Yes, the getindex/eltype inconsistency is annoying, esp. when using it with StructArray or TypedTable.

I definitely want to solve that, but it's a bit tricky - just using the underlying array type as eltype is not enough, because we get into trouble (e.g. with broadcast) if it's a view.

oschulz avatar Jul 18 '19 05:07 oschulz

There's also this problem: If we just make eltype returns the right thing, then there would be a mismatch between eltype and the element type deduced from T in foo(A::AbstractArray{T) on an ArraysOfArrays array. I think a lot of code is written based on the assumtion that T and eltype(A) match.

oschulz avatar Jul 18 '19 07:07 oschulz

Just to pitch in (as this was brought up in https://github.com/piever/StructArrays.jl/pull/84), I think that changing the eltype should be done not by adding a custom eltype method but by giving the correct type parameter to AbstractArray, i.e. ArrayOfArray<:AbstractArray{SubArray...}. Implementation-wise, this should be an extra type parameter of ArrayOfArray that gets computed in an internal constructor.

piever avatar Jul 18 '19 10:07 piever

I fully agree, @piever. That's what makes it a bit more tricky - but I have an idea (like you said, via constructor), I'll try it out.

oschulz avatar Jul 18 '19 17:07 oschulz

@piever, @colinxs, haven't forgotten about this - holiday season, but it's definitely on my short-term ToDo list.

oschulz avatar Aug 21 '19 07:08 oschulz

Update: Haven't forgotten about this, just had to be put on hold for some other urgent work. Will get back on this soon.

oschulz avatar Oct 21 '19 14:10 oschulz

Sorry this is taking so long - it's not forgotten and definitely still on my to-do list!

oschulz avatar Mar 17 '20 22:03 oschulz

@oschulz no worries, I actually figured this out and have been using it in my own codebases:

# For AbstractArray A and indices I, compute V = typeof(view(A, I...)) by:
# 1) Try to infer V from typeof(A) and typeof(I) by calling viewtype(typeof(A), typeof(I))
# 2) If !isconcretetype(V), fall back to typeof(view(A, I...))
# Custom subtypes of AbstractArray (e.g.
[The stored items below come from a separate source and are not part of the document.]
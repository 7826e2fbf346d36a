pub mod city_gallery;
pub mod san_fran;
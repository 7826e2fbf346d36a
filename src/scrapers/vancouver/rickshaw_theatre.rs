use crate::config::HttpConfig;
use crate::error::Result;
use crate::fetch::FetchClient;
use crate::types::{RawEvent, VenueInfo, VenueScraper};
use scraper::{Html, Selector};
use tracing::{debug, info, warn};

pub const SOURCE_ID: &str = "vancouver_rickshaw_theatre";
const BASE_URL: &str = "https://rickshawtheatre.com";
const LISTING_URL: &str = "https://rickshawtheatre.com/events/";

/// Cap on detail-page fetches per crawl. The listing page already has title
/// and date; descriptions are enrichment only.
const MAX_DETAIL_PAGES: usize = 20;

/// The Rickshaw publishes an event-card grid; each card links to a detail
/// page that carries the long description.
pub struct RickshawTheatreScraper {
    client: FetchClient,
}

impl RickshawTheatreScraper {
    pub fn new(config: &HttpConfig) -> Self {
        Self {
            client: FetchClient::new(config),
        }
    }
}

pub fn parse_listing(html: &str) -> Vec<RawEvent> {
    let document = Html::parse_document(html);
    let card_selector = Selector::parse("div.event-card").unwrap();
    let title_selector = Selector::parse("h2 a").unwrap();
    let date_selector = Selector::parse("div.date").unwrap();
    let time_selector = Selector::parse("div.doors").unwrap();
    let image_selector = Selector::parse("img").unwrap();

    let mut events = Vec::new();
    for card in document.select(&card_selector) {
        let Some(title_el) = card.select(&title_selector).next() else {
            continue;
        };
        let title = title_el.text().collect::<String>().trim().to_string();
        if title.is_empty() {
            continue;
        }
        let date_part = card
            .select(&date_selector)
            .next()
            .map(|d| d.text().collect::<String>().trim().to_string())
            .unwrap_or_default();
        // Fold the doors line into the date text so the normalizer can pick
        // up the time in one pass.
        let time_part = card
            .select(&time_selector)
            .next()
            .map(|t| t.text().collect::<String>().trim().to_string())
            .unwrap_or_default();
        let date_text = format!("{date_part} {time_part}").trim().to_string();

        let mut raw = RawEvent::new(title, date_text);
        raw.url = title_el.value().attr("href").map(absolute_url);
        raw.image_url = card
            .select(&image_selector)
            .next()
            .and_then(|img| img.value().attr("src"))
            .map(|s| s.to_string());
        events.push(raw);
    }
    events
}

pub fn parse_detail_description(html: &str) -> Option<String> {
    let document = Html::parse_document(html);
    let description_selector = Selector::parse("div.event-description p").unwrap();
    let text: String = document
        .select(&description_selector)
        .map(|p| p.text().collect::<String>().trim().to_string())
        .filter(|s| !s.is_empty())
        .collect::<Vec<_>>()
        .join("\n");
    if text.is_empty() {
        None
    } else {
        Some(text)
    }
}

fn absolute_url(href: &str) -> String {
    if href.starts_with("http") {
        href.to_string()
    } else {
        format!("{BASE_URL}{href}")
    }
}

#[async_trait::async_trait]
impl VenueScraper for RickshawTheatreScraper {
    fn source_id(&self) -> &'static str {
        SOURCE_ID
    }

    fn venue(&self) -> VenueInfo {
        VenueInfo {
            name: "Rickshaw Theatre".to_string(),
            address: "254 E Hastings St".to_string(),
            city: "Vancouver".to_string(),
            website: Some(BASE_URL.to_string()),
        }
    }

    async fn fetch_candidates(&self) -> Result<Vec<RawEvent>> {
        info!("Fetching events from Rickshaw Theatre");
        let body = self.client.get_text(LISTING_URL).await?;
        let mut events = parse_listing(&body);
        info!("Parsed {} candidates from Rickshaw Theatre", events.len());
        if events.is_empty() {
            warn!("No events found - the page structure may have changed");
            return Ok(events);
        }

        // Enrich from detail pages, capped and throttled. A failed detail
        // fetch only costs that event its description.
        for event in events.iter_mut().take(MAX_DETAIL_PAGES) {
            let Some(url) = event.url.clone() else {
                continue;
            };
            self.client.page_delay().await;
            match self.client.get_text(&url).await {
                Ok(detail_body) => {
                    event.description = parse_detail_description(&detail_body);
                }
                Err(e) => {
                    debug!("Detail page fetch failed for {}: {}", url, e);
                }
            }
        }
        Ok(events)
    }
}

#[cfg(test)]
mod tests {
    use super::*;

    const LISTING: &str = r#"
        <div class="events-grid">
          <div class="event-card">
            <img src="https://cdn.example.com/poster.jpg">
            <h2><a href="/event/big-band-night">Big Band Night</a></h2>
            <div class="date">Friday, September 12, 2026</div>
            <div class="doors">Doors 7pm</div>
          </div>
          <div class="event-card">
            <h2><a href="https://rickshawtheatre.com/event/punk-matinee">Punk Matinee</a></h2>
            <div class="date">Sep 14</div>
          </div>
        </div>"#;

    #[test]
    fn parses_cards_and_resolves_relative_urls() {
        let events = parse_listing(LISTING);
        assert_eq!(events.len(), 2);
        assert_eq!(events[0].title, "Big Band Night");
        assert_eq!(events[0].date_text, "Friday, September 12, 2026 Doors 7pm");
        assert_eq!(
            events[0].url.as_deref(),
            Some("https://rickshawtheatre.com/event/big-band-night")
        );
        assert_eq!(
            events[1].url.as_deref(),
            Some("https://rickshawtheatre.com/event/punk-matinee")
        );
        assert_eq!(events[1].date_text, "Sep 14");
    }

    #[test]
    fn detail_description_joins_paragraphs() {
        let html = r#"
            <div class="event-description">
              <p>Eighteen-piece band.</p>
              <p>All ages until 10pm.</p>
            </div>"#;
        assert_eq!(
            parse_detail_description(html).as_deref(),
            Some("Eighteen-piece band.\nAll ages until 10pm.")
        );
        assert_eq!(parse_detail_description("<p>loose</p>"), None);
    }
}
UnsafeArray) could provide customized implementations
# of viewtype(A::AbstractArray, I::Tuple) or viewtype(::Type{<:AbstractArray}, ::Type{<:Tuple})
# if required.

function viewtype(A::AbstractArray, I::Tuple)
    T = viewtype(typeof(A), typeof(I))
    _viewtype(A, I, T, Val(isconcretetype(T)))
end
viewtype(A::AbstractArray, I...) = viewtype(A, I)
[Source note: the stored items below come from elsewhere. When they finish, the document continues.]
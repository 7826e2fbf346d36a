use crate::error::Result;
use crate::types::{ChangeType, Event};
use async_trait::async_trait;
use std::collections::HashMap;
use std::sync::{Arc, Mutex};
use tracing::debug;

/// Storage trait for persisting normalized events. Upserts are keyed by the
/// source-scoped dedup key, so a listing scraped on consecutive runs updates
/// in place instead of piling up duplicates, while the same title on the same
/// day at two different venues stays two events.
#[async_trait]
pub trait Storage: Send + Sync {
    async fn upsert_event(&self, key: &str, event: &Event) -> Result<ChangeType>;
    async fn get_event(&self, key: &str) -> Result<Option<Event>>;
    async fn list_events(&self, source_id: Option<&str>) -> Result<Vec<Event>>;
}

/// In-memory storage implementation for development/testing. The JSON files
/// the pipeline writes are the durable artifact.
pub struct InMemoryStorage {
    events: Arc<Mutex<HashMap<String, Event>>>,
}

impl InMemoryStorage {
    pub fn new() -> Self {
        Self {
            events: Arc::new(Mutex::new(HashMap::new())),
        }
    }
}

impl Default for InMemoryStorage {
    fn default() -> Self {
        Self::new()
    }
}

/// Field-level comparison that ignores `scraped_at`, which changes every run.
fn same_payload(a: &Event, b: &Event) -> bool {
    a.title == b.title
        && a.day == b.day
        && a.start_time == b.start_time
        && a.end_day == b.end_day
        && a.url == b.url
        && a.image_url == b.image_url
        && a.description == b.description
        && a.category == b.category
        && a.venue == b.venue
        && a.source_id == b.source_id
}

#[async_trait]
impl Storage for InMemoryStorage {
    async fn upsert_event(&self, key: &str, event: &Event) -> Result<ChangeType> {
        let mut events = self.events.lock().unwrap();
        match events.get(key) {
            Some(existing) if same_payload(existing, event) => {
                debug!(key, "Event unchanged");
                Ok(ChangeType::NoChange)
            }
            Some(_) => {
                events.insert(key.to_string(), event.clone());
                debug!(key, title = %event.title, "Updated event");
                Ok(ChangeType::Updated)
            }
            None => {
                events.insert(key.to_string(), event.clone());
                debug!(key, title = %event.title, "Created event");
                Ok(ChangeType::Created)
            }
        }
    }

    async fn get_event(&self, key: &str) -> Result<Option<Event>> {
        let events = self.events.lock().unwrap();
        Ok(events.get(key).cloned())
    }

    async fn list_events(&self, source_id: Option<&str>) -> Result<Vec<Event>> {
        let events = self.events.lock().unwrap();
        let mut list: Vec<Event> = events
            .values()
            .filter(|e| source_id.map_or(true, |s| e.source_id == s))
            .cloned()
            .collect();
        list.sort_by(|a, b| a.day.cmp(&b.day).then_with(|| a.title.cmp(&b.title)));
        Ok(list)
    }
}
function viewtype(::Type{A}, ::Type{I}) where {A<:AbstractArray,I<:Tuple}
    Core.Compiler.return_type(view, _view_signature(A, I))
end
Base.@pure _view_signature(::Type{A}, ::Type{I}) where {A,I<:Tuple} = Tuple{A, I.parameters...}

_viewtype(A, I, T, ::Val{true}) = T
function _viewtype(A, I, T, ::Val{false})
    try
        return typeof(view(A, I...))
    catch e
        Istring = join(map(string, I), ", ")
        printstyled(stderr,
        """
        Unable to infer typeof(view($(typeof(A)), $(join(map(i -> string(typeof(i)), I), ", "))))
        Only other option is to try typeof(view(A, $Istring)) but that resulted in below error.
        Try passing in valid indices or implement:
            viewtype(::Type{$(typeof(A))}, ::Type{$(typeof(I))})
        """, color=:light_red)
        rethrow(e)
    end
end

I've got an in-works implementation something similar to ArrayOfSimilarArrays that I'll make a PR for.

Thanks again for keeping on top of this! :)

colinxs avatar Mar 18 '20 00:03 colinxs

Also, two other options for _viewtype(A, I, T, ::Val{false}) that I considered were:

_viewtype(A, I, T, ::Val{false}) = @inbounds view(A, I...)
@propagate_inbounds _viewtype(A, I, T, ::Val{false}) = view(A, I...)

The first has the benefit of working for empty arrays, but that seems unsafe. The second option I rejected because that would require e.g. @inbounds nestedview(A_flat, 2), which seemed weird to do when calling a constructor.

colinxs avatar Mar 18 '20 00:03 colinxs

Thanks, I really got to add this soon!

oschulz avatar Apr 14 '20 21:04 oschulz

As an alternate idea, you could use the SlicedArray that I made here.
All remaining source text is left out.